### Task directions:
Among the entries that follow, count the lines with the word "first" and report the number by itself.

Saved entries
++++++++++
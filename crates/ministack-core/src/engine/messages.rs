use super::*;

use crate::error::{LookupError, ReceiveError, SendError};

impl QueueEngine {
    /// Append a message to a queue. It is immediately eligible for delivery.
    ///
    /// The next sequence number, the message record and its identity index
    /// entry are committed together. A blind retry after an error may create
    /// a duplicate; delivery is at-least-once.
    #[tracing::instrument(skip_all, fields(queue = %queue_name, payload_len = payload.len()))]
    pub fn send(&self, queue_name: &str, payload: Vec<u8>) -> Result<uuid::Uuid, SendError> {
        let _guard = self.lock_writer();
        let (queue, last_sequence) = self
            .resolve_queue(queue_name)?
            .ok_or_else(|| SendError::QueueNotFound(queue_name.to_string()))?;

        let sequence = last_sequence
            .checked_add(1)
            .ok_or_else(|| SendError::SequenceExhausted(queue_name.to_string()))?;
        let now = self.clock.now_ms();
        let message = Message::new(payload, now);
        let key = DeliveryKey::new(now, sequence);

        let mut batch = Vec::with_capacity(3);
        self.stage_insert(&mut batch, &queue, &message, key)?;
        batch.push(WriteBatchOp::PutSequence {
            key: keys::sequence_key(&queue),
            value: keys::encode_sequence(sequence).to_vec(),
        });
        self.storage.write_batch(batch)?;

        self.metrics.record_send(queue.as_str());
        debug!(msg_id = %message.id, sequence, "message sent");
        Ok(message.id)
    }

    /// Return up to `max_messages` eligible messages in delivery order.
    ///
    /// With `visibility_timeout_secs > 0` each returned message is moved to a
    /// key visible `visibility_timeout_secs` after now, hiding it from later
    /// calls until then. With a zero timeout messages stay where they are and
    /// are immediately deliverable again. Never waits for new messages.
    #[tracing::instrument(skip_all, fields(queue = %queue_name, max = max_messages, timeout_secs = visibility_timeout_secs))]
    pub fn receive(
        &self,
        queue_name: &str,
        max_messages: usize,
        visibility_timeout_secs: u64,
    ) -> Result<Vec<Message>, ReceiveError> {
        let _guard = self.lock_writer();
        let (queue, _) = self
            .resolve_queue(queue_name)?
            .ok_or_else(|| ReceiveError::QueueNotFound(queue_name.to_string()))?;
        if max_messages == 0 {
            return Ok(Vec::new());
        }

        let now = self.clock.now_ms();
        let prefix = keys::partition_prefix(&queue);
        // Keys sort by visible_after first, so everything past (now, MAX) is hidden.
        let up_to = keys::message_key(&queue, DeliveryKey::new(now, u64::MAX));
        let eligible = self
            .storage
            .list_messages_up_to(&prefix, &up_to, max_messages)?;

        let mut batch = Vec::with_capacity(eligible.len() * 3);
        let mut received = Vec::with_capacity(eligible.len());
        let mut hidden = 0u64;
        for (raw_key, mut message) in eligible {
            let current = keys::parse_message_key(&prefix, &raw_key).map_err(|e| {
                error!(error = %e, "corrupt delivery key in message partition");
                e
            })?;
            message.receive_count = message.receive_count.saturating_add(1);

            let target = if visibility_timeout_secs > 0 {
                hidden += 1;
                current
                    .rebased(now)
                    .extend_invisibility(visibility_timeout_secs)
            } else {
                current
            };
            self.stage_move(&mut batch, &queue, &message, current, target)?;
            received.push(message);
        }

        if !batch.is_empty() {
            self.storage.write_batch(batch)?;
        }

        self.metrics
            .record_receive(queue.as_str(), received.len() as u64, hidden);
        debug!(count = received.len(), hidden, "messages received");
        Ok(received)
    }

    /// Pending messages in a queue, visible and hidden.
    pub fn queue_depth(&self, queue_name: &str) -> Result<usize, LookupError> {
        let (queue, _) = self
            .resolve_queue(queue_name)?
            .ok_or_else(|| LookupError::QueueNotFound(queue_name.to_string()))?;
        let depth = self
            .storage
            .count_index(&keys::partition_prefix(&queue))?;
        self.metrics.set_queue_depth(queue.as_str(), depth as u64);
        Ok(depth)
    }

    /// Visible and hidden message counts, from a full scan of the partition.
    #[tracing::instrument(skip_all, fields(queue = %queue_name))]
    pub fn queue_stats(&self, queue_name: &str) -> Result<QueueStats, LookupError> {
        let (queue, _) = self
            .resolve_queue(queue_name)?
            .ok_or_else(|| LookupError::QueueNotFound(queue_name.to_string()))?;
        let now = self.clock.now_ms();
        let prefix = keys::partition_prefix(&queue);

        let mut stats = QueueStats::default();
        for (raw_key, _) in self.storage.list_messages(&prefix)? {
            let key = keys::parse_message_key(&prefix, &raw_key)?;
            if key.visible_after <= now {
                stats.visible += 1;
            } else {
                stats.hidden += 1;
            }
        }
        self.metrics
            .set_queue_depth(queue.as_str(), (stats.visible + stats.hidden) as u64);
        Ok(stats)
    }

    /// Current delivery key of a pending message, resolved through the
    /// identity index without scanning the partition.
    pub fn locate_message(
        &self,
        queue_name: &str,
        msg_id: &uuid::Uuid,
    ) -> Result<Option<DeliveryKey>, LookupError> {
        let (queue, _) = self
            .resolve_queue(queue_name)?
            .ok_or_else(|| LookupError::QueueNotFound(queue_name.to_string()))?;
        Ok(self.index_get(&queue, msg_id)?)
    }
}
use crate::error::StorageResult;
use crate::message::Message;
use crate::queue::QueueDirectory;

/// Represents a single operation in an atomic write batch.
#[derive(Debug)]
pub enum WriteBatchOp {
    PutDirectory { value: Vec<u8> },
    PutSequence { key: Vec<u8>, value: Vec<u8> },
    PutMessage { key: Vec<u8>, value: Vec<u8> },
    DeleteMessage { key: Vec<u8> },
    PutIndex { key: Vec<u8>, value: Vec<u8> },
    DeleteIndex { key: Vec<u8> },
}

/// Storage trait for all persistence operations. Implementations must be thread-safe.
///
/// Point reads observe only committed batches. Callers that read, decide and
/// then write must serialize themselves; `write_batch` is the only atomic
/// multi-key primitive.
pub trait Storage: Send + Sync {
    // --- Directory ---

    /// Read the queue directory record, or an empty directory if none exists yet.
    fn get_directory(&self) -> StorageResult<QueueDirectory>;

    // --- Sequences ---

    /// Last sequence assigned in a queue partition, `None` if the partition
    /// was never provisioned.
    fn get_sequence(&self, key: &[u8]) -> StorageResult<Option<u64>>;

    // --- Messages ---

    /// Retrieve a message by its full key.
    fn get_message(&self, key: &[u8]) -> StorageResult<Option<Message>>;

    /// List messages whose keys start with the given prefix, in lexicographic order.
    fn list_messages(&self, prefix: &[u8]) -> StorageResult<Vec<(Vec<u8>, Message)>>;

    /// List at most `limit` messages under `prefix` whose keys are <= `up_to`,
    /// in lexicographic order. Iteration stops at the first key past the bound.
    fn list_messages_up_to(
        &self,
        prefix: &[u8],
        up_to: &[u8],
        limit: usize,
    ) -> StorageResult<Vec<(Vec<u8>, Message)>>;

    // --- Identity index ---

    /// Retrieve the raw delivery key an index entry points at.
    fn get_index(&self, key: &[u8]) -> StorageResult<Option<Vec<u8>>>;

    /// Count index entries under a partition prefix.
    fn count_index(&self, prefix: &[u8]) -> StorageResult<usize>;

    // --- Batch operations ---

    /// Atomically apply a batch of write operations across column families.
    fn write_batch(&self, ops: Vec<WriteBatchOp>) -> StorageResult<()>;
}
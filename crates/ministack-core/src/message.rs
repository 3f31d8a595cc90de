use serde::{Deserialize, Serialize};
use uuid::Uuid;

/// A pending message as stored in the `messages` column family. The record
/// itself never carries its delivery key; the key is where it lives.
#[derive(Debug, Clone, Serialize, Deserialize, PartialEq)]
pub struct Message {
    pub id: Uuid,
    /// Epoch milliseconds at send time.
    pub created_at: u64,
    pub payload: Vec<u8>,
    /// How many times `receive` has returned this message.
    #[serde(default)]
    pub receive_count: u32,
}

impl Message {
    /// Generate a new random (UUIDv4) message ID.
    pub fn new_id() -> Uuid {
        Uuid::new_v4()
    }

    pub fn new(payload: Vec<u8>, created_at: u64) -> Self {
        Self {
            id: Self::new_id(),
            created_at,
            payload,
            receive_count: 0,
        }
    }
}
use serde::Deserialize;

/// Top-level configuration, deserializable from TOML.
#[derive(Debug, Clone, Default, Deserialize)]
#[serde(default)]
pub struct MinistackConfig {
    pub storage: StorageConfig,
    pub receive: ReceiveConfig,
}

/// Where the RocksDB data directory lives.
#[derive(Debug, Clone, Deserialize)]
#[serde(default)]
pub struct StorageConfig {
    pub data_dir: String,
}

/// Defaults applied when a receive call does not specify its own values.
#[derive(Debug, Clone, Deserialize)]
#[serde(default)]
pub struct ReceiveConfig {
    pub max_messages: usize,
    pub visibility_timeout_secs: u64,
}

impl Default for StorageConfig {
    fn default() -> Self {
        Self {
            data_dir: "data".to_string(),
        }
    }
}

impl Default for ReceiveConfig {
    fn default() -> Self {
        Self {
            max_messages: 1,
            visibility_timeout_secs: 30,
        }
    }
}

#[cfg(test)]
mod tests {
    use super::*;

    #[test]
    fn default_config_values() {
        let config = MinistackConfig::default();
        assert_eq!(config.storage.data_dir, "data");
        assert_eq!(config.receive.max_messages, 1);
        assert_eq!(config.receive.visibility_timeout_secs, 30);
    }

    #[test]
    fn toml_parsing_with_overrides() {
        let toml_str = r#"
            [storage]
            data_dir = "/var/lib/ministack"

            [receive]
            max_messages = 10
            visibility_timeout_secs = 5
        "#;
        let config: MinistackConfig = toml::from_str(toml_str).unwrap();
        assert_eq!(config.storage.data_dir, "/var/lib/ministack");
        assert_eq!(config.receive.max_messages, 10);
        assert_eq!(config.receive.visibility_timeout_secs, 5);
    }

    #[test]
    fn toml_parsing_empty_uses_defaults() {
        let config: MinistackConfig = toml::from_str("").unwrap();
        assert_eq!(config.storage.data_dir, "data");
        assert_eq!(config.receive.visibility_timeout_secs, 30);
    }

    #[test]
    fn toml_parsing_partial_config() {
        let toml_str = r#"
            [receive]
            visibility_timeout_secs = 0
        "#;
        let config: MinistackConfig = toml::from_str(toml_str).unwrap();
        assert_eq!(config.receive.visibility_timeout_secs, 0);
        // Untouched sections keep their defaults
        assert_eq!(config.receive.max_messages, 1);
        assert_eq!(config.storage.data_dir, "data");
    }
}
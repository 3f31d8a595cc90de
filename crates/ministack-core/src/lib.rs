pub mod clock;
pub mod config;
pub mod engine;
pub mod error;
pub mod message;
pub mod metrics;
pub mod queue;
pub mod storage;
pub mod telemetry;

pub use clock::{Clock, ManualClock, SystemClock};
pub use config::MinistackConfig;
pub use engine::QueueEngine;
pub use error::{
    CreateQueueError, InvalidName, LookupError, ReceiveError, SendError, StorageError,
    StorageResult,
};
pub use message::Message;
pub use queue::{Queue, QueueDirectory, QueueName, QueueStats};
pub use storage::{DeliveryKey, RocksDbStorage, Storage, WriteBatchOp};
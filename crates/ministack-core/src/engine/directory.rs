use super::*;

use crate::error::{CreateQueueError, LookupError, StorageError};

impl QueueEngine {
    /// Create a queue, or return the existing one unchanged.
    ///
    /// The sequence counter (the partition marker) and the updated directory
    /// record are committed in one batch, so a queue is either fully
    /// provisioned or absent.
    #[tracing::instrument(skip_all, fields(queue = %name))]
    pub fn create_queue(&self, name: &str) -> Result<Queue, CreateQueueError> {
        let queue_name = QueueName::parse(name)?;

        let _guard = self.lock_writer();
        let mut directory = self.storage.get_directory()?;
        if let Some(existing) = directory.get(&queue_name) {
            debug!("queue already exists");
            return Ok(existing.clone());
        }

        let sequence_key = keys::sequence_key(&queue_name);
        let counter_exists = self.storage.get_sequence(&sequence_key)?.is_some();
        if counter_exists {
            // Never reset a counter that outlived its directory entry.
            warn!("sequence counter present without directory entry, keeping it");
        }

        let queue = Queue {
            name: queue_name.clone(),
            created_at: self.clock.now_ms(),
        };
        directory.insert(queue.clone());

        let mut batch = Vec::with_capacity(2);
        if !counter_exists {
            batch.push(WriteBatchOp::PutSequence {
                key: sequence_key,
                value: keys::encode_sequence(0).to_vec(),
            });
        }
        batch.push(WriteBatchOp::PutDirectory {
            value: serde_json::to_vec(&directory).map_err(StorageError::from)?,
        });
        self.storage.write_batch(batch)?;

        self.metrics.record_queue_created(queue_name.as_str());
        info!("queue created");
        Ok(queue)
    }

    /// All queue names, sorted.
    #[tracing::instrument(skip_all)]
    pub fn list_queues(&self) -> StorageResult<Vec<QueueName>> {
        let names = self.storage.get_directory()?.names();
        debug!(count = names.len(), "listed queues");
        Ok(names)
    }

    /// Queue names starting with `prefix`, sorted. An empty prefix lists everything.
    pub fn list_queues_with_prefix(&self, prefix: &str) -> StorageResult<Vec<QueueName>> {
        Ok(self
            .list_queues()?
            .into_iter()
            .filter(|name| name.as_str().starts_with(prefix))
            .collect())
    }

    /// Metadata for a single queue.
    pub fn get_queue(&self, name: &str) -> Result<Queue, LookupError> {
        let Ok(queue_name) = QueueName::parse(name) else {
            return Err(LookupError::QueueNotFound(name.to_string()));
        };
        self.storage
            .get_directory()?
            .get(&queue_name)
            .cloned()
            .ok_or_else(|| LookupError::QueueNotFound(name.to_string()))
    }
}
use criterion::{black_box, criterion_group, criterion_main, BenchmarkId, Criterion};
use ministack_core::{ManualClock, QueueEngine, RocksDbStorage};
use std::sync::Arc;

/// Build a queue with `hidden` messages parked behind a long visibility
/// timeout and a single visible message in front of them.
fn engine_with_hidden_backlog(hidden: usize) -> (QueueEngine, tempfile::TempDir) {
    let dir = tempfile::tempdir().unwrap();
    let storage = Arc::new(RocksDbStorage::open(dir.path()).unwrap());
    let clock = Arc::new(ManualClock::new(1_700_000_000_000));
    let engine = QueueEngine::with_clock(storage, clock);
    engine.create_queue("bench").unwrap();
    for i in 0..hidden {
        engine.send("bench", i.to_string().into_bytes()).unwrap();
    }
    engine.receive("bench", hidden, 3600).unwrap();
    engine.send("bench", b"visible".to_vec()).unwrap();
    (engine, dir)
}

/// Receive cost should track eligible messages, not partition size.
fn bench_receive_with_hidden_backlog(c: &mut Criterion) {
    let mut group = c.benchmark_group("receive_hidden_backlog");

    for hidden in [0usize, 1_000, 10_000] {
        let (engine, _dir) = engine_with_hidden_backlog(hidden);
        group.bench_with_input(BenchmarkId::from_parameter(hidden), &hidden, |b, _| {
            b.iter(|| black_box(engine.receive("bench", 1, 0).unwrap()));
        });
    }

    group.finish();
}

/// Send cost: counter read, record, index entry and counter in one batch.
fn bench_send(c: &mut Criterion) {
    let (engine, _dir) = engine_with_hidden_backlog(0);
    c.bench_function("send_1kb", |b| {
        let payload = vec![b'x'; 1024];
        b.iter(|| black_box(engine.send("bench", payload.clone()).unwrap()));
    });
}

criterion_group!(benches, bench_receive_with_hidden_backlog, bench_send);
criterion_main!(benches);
++++++++++
### Solved problem:
2